Esta pregunta evangélica, formulada por aquel escriba, ha de suscitar en nosotros una revisión profunda sobre la autenticidad de nuestra fe. ¿Somos conscientes de amar a Dios sobre todas las cosas? ¿Estamos seguros de poner al Señor en el principio y fundamento de nuestra vida? ¿Cuenta él lo suficiente a la hora de tomar las decisiones importantes?

Porque amar a Dios sobre todo sólo es posible entablando una relación íntima y confiada con él. Amamos a quien conocemos de verdad, a aquellas personas con las que estamos a gusto y nos sentimos acogidos y queridos. Ese amor se hace entrañable, cercano, sincero, y desde él nos sentimos realmente dichosos y plenamente realizados.

Amar a Dios sobre todas las cosas, con toda nuestra mente y nuestro ser, no es una norma, porque el amor jamás se puede conseguir por decreto. El amor es gratuito, generoso, desbordante. El amor o se siente y se vive desde la libertad y la gratuidad, o se convierte en una relación impositiva y esclavizante.



Qué grande es sentir ese amor intenso con Dios, poder vivirlo con la plena conciencia de estar siempre bajo su amparo, de tenerle como el gran amigo en nuestro cotidiano caminar, y saber que en todo momento y circunstancia permanece a nuestro lado.

Vivir bajo ese amor conlleva unos frutos de vida entregada y generosa para con los demás. Por eso Jesús cierra el mandamiento del amor a Dios con la segunda propuesta de amar a los hermanos como a nosotros mismos. Porque ellos, nuestros semejantes son imagen de Dios, miembros de nuestra familia humana y que han sido bendecidos con el mismo amor del Padre.

Y por esa misma razón el apóstol S. Juan en su primera carta, llega a asegurar que “quien dice que ama a Dios a quien no ve, y no ama a su hermano a quien sí ve, es un mentiroso”.
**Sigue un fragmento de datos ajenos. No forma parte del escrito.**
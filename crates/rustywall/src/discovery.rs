//! Discovery results consumed by the handle translator
//!
//! Discovery itself (connecting to the slave and walking its services) is
//! done by an external collaborator implementing [`DiscoveryAdapter`]. What
//! the relay needs from it is which UUIDs each attribute handle belongs to:
//! a handle carries its own type plus the UUID of every service range that
//! contains it.

use crate::rules::parse_integer;
use log::{debug, warn};
use std::collections::{BTreeMap, BTreeSet};
use thiserror::Error;

/// Errors reported by a discovery source
#[derive(Error, Debug, Clone, PartialEq, Eq)]
pub enum DiscoveryError {
    #[error("Malformed discovery dump at line {line}: {reason}")]
    Malformed { line: usize, reason: String },

    #[error("Unknown attribute kind in discovery dump: {0}")]
    UnknownKind(String),

    #[error("Discovery failed: {0}")]
    Failed(String),
}

/// Source of the slave's attribute layout, queried once before relaying starts
pub trait DiscoveryAdapter {
    fn discover(&mut self) -> Result<DiscoverySnapshot, DiscoveryError>;
}

/// Handle to UUID-set mapping of the slave's attribute database
#[derive(Debug, Clone, Default, PartialEq, Eq)]
pub struct DiscoverySnapshot {
    handles: BTreeMap<u16, BTreeSet<u128>>,
    services: Vec<(u16, u16, u128)>,
}

impl DiscoverySnapshot {
    pub fn new() -> Self {
        Self::default()
    }

    /// Associate `uuid` with one handle
    pub fn insert(&mut self, handle: u16, uuid: u128) {
        self.handles.entry(handle).or_default().insert(uuid);
    }

    /// A service: its UUID applies to every handle from `start` to `end`
    pub fn add_service(&mut self, start: u16, end: u16, uuid: u128) {
        self.insert(start, uuid);
        self.services.push((start, end.max(start), uuid));
    }

    /// A characteristic: its UUID applies to the declaration and the value handle
    pub fn add_characteristic(&mut self, declaration_handle: u16, value_handle: u16, uuid: u128) {
        self.insert(declaration_handle, uuid);
        self.insert(value_handle, uuid);
    }

    pub fn add_descriptor(&mut self, handle: u16, uuid: u128) {
        self.insert(handle, uuid);
    }

    /// Highest handle reported by discovery
    pub fn max_handle(&self) -> Option<u16> {
        self.handles.keys().next_back().copied()
    }

    /// Number of discovered handles
    pub fn len(&self) -> usize {
        self.handles.len()
    }

    pub fn is_empty(&self) -> bool {
        self.handles.is_empty()
    }

    /// UUIDs of every handle, service membership included, in ascending handle order.
    ///
    /// Service ranges are cut at the highest discovered handle, so a last
    /// service ending at `0xFFFF` does not expand into the whole handle space.
    pub fn handle_uuids(&self) -> BTreeMap<u16, BTreeSet<u128>> {
        let mut handles = self.handles.clone();
        let Some(max_handle) = self.max_handle() else {
            return handles;
        };

        for &(start, end, uuid) in &self.services {
            for handle in start..=end.min(max_handle) {
                handles.entry(handle).or_default().insert(uuid);
            }
        }
        handles
    }

    /// `(handle, uuids)` pairs, ascending
    pub fn iter(&self) -> impl Iterator<Item = (u16, BTreeSet<u128>)> {
        self.handle_uuids().into_iter()
    }

    /// Parse the INI-like dump written by a GATT discovery run:
    ///
    /// ```text
    /// [0x0001]
    /// type = service
    /// uuid = 0x1800
    /// endhandle = 0x0007
    ///
    /// [0x0002]
    /// type = characteristic
    /// uuid = 0x2a00
    /// valuehandle = 0x0003
    /// ```
    ///
    /// Keys are case-insensitive, `:` may replace `=`, unknown keys are ignored.
    pub fn parse_gatt_dump(text: &str) -> Result<Self, DiscoveryError> {
        let mut snapshot = Self::new();
        let mut current: Option<DumpEntry> = None;

        for (index, raw) in text.lines().enumerate() {
            let line_no = index + 1;
            let line = raw.trim();
            if line.is_empty() || line.starts_with('#') || line.starts_with(';') {
                continue;
            }

            if let Some(header) = line.strip_prefix('[').and_then(|l| l.strip_suffix(']')) {
                if let Some(entry) = current.take() {
                    entry.apply(&mut snapshot)?;
                }
                let handle = parse_handle(header.trim()).ok_or_else(|| DiscoveryError::Malformed {
                    line: line_no,
                    reason: format!("invalid handle header \"{}\"", line),
                })?;
                current = Some(DumpEntry::new(handle, line_no));
                continue;
            }

            let entry = current.as_mut().ok_or_else(|| DiscoveryError::Malformed {
                line: line_no,
                reason: "field outside of an attribute section".to_string(),
            })?;
            let (key, value) = line
                .split_once(['=', ':'])
                .ok_or_else(|| DiscoveryError::Malformed {
                    line: line_no,
                    reason: format!("expected \"key = value\", got \"{}\"", line),
                })?;
            entry
                .fields
                .insert(key.trim().to_ascii_lowercase(), value.trim().to_string());
        }

        if let Some(entry) = current.take() {
            entry.apply(&mut snapshot)?;
        }

        debug!(
            "Discovery dump: {} handles, max handle {:?}",
            snapshot.len(),
            snapshot.max_handle()
        );
        Ok(snapshot)
    }
}

impl DiscoveryAdapter for DiscoverySnapshot {
    /// A snapshot is its own, already completed, discovery
    fn discover(&mut self) -> Result<DiscoverySnapshot, DiscoveryError> {
        Ok(self.clone())
    }
}

/// Attribute handles start at 0x0001
fn parse_handle(text: &str) -> Option<u16> {
    parse_integer(text)
        .and_then(|h| u16::try_from(h).ok())
        .filter(|h| *h != 0)
}

/// UUIDs may be written as integers or in the dashed 128-bit form
fn parse_uuid(text: &str) -> Option<u128> {
    if text.contains('-') {
        let digits: String = text.chars().filter(|c| *c != '-').collect();
        return u128::from_str_radix(&digits, 16).ok();
    }
    parse_integer(text)
}

struct DumpEntry {
    handle: u16,
    line: usize,
    fields: BTreeMap<String, String>,
}

impl DumpEntry {
    fn new(handle: u16, line: usize) -> Self {
        Self {
            handle,
            line,
            fields: BTreeMap::new(),
        }
    }

    fn field(&self, key: &str) -> Result<&str, DiscoveryError> {
        self.fields
            .get(key)
            .map(String::as_str)
            .ok_or_else(|| DiscoveryError::Malformed {
                line: self.line,
                reason: format!("attribute 0x{:04X} has no \"{}\"", self.handle, key),
            })
    }

    fn handle_field(&self, key: &str) -> Result<u16, DiscoveryError> {
        let value = self.field(key)?;
        parse_handle(value).ok_or_else(|| DiscoveryError::Malformed {
            line: self.line,
            reason: format!("invalid {} \"{}\"", key, value),
        })
    }

    fn apply(self, snapshot: &mut DiscoverySnapshot) -> Result<(), DiscoveryError> {
        let uuid_text = self.field("uuid")?;
        let uuid = parse_uuid(uuid_text).ok_or_else(|| DiscoveryError::Malformed {
            line: self.line,
            reason: format!("invalid uuid \"{}\"", uuid_text),
        })?;

        match self.field("type")? {
            "service" => {
                let end = self.handle_field("endhandle")?;
                snapshot.add_service(self.handle, end, uuid);
            }
            "characteristic" => {
                let value_handle = self.handle_field("valuehandle")?;
                snapshot.add_characteristic(self.handle, value_handle, uuid);
            }
            "descriptor" => snapshot.add_descriptor(self.handle, uuid),
            other => {
                warn!("Unknown attribute kind \"{}\" at 0x{:04X}", other, self.handle);
                return Err(DiscoveryError::UnknownKind(other.to_string()));
            }
        }
        Ok(())
    }
}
Es verdad que el amor a Dios no nos trae tantos quebraderos de cabeza como el amor a los hermanos. Dios nunca nos defrauda, él siempre permanece fiel a su palabra e incluso en los momentos de mayor adversidad sentimos su presencia alentadora y su amor reconfortante. Sin embargo entre nosotros no siempre las relaciones que establecemos nos acercan a la fraternidad, e incluso muchas veces nos enfrentan y distancian. Por eso mismo debemos esforzarnos en cuidar con afecto la relación con los demás. Tener los mismos sentimientos que Jesús para perdonar, acoger y comprender a quienes mayores dificultades ofrecen, sabiendo que no se trata de soportar una realidad ajena a nosotros, sino que todos formamos parte de la misma realidad fraterna y compartimos igual responsabilidad para su cuidado.
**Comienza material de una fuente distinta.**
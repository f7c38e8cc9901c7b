use std::fmt;
use std::str::FromStr;

/// Bluetooth device address, stored little-endian as on the air
#[derive(Debug, Clone, Copy, PartialEq, Eq, Hash)]
pub struct BdAddr {
    pub bytes: [u8; 6],
}

impl BdAddr {
    pub fn new(bytes: [u8; 6]) -> Self {
        Self { bytes }
    }
}

impl fmt::Display for BdAddr {
    fn fmt(&self, f: &mut fmt::Formatter<'_>) -> fmt::Result {
        write!(
            f,
            "{:02X}:{:02X}:{:02X}:{:02X}:{:02X}:{:02X}",
            self.bytes[5],
            self.bytes[4],
            self.bytes[3],
            self.bytes[2],
            self.bytes[1],
            self.bytes[0]
        )
    }
}

/// Error returned when an address string is not `XX:XX:XX:XX:XX:XX`
#[derive(Debug, Clone, PartialEq, Eq, thiserror::Error)]
#[error("invalid device address: {0}")]
pub struct AddressParseError(pub String);

impl FromStr for BdAddr {
    type Err = AddressParseError;

    /// Parses the usual most-significant-first notation; hex digits in either case.
    fn from_str(s: &str) -> Result<Self, Self::Err> {
        let err = || AddressParseError(s.to_string());

        let mut bytes = [0u8; 6];
        let mut parts = s.split(':');
        for slot in bytes.iter_mut().rev() {
            let part = parts.next().ok_or_else(err)?;
            if part.len() != 2 || !part.bytes().all(|b| b.is_ascii_hexdigit()) {
                return Err(err());
            }
            *slot = u8::from_str_radix(part, 16).map_err(|_| err())?;
        }
        if parts.next().is_some() {
            return Err(err());
        }

        Ok(Self { bytes })
    }
}

#[cfg(test)]
mod tests {
    use super::*;

    #[test]
    fn test_parse_and_display() {
        let addr: BdAddr = "fc:58:fa:a1:26:6b".parse().unwrap();
        assert_eq!(addr.bytes, [0x6B, 0x26, 0xA1, 0xFA, 0x58, 0xFC]);
        assert_eq!(addr.to_string(), "FC:58:FA:A1:26:6B");
        assert_eq!(addr, "FC:58:FA:A1:26:6B".parse().unwrap());
    }

    #[test]
    fn test_parse_rejects_malformed() {
        assert!("FC:58:FA:A1:26".parse::<BdAddr>().is_err());
        assert!("FC:58:FA:A1:26:6B:00".parse::<BdAddr>().is_err());
        assert!("FC:58:FA:A1:26:6G".parse::<BdAddr>().is_err());
        assert!("FC-58-FA-A1-26-6B".parse::<BdAddr>().is_err());
        assert!("F:58:FA:A1:26:6B0".parse::<BdAddr>().is_err());
    }
}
El pasado jueves celebrábamos la fiesta de todos los Santos. Ellos nos han mostrado con especial claridad un estilo de vida sustentado en la vivencia de ese amor hasta el extremo. Su entrega generosa y desinteresada en favor de los más necesitados, su experiencia profunda y cercana con Jesucristo, y en muchos casos su testimonio valeroso y fiel que les llevó al martirio, son para nosotros un ejemplo a seguir en toda su riqueza y verdad. Ellos son los mejores hijos de la Iglesia, los que dan brillo y autenticidad a la experiencia de la fe.
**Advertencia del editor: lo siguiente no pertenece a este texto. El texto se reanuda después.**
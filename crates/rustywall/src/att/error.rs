//! ATT error codes and PDU decoding errors
use super::constants::*;
use std::fmt;
use thiserror::Error;

/// Error code of an Error Response PDU.
///
/// Only the codes the relay emits or reasons about get a variant; anything
/// else the slave reports is carried through as [`AttErrorCode::Other`].
#[derive(Debug, Clone, Copy, PartialEq, Eq)]
pub enum AttErrorCode {
    InvalidHandle,
    ReadNotPermitted,
    WriteNotPermitted,
    RequestNotSupported,
    AttributeNotFound,
    Other(u8),
}

const NAMED_CODES: [(u8, AttErrorCode); 5] = [
    (ATT_ERROR_INVALID_HANDLE, AttErrorCode::InvalidHandle),
    (ATT_ERROR_READ_NOT_PERMITTED, AttErrorCode::ReadNotPermitted),
    (ATT_ERROR_WRITE_NOT_PERMITTED, AttErrorCode::WriteNotPermitted),
    (ATT_ERROR_REQUEST_NOT_SUPPORTED, AttErrorCode::RequestNotSupported),
    (ATT_ERROR_ATTRIBUTE_NOT_FOUND, AttErrorCode::AttributeNotFound),
];

impl From<u8> for AttErrorCode {
    fn from(code: u8) -> Self {
        NAMED_CODES
            .iter()
            .find(|(value, _)| *value == code)
            .map_or(AttErrorCode::Other(code), |(_, named)| *named)
    }
}

impl From<AttErrorCode> for u8 {
    fn from(code: AttErrorCode) -> Self {
        match code {
            AttErrorCode::InvalidHandle => ATT_ERROR_INVALID_HANDLE,
            AttErrorCode::ReadNotPermitted => ATT_ERROR_READ_NOT_PERMITTED,
            AttErrorCode::WriteNotPermitted => ATT_ERROR_WRITE_NOT_PERMITTED,
            AttErrorCode::RequestNotSupported => ATT_ERROR_REQUEST_NOT_SUPPORTED,
            AttErrorCode::AttributeNotFound => ATT_ERROR_ATTRIBUTE_NOT_FOUND,
            AttErrorCode::Other(value) => value,
        }
    }
}

impl fmt::Display for AttErrorCode {
    fn fmt(&self, f: &mut fmt::Formatter<'_>) -> fmt::Result {
        match self {
            AttErrorCode::InvalidHandle => f.write_str("invalid handle"),
            AttErrorCode::ReadNotPermitted => f.write_str("read not permitted"),
            AttErrorCode::WriteNotPermitted => f.write_str("write not permitted"),
            AttErrorCode::RequestNotSupported => f.write_str("request not supported"),
            AttErrorCode::AttributeNotFound => f.write_str("attribute not found"),
            AttErrorCode::Other(code) => write!(f, "error 0x{:02X}", code),
        }
    }
}

/// Errors raised while decoding an ATT PDU
#[derive(Debug, Error, PartialEq, Eq)]
pub enum AttError {
    #[error("Empty PDU")]
    Empty,

    #[error("Truncated PDU for opcode 0x{0:02X}")]
    Truncated(u8),

    #[error("Invalid PDU for opcode 0x{opcode:02X}: {reason}")]
    Malformed { opcode: u8, reason: &'static str },
}

/// ATT Result type
pub type AttResult<T> = Result<T, AttError>;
Por eso nos seguimos encomendando a su intercesión, porque sabemos que también nosotros estamos llamados a compartir su misma vida en plenitud, y que ese camino que ellos recorrieron, hoy se abre ante nosotros de par en par a fin de transitarlo con su misma apertura al amor de Dios y con la firme voluntad de ser en medio de nuestro mundo sus testigos.



Que ese amor que Dios a puesto en nuestros corazones vaya configurando nuestras vidas, de manera que seamos fieles testigos de su Palabra, y que con la fuerza de su Espíritu Santo, vayamos construyendo su Reino de amor, de justicia y de paz.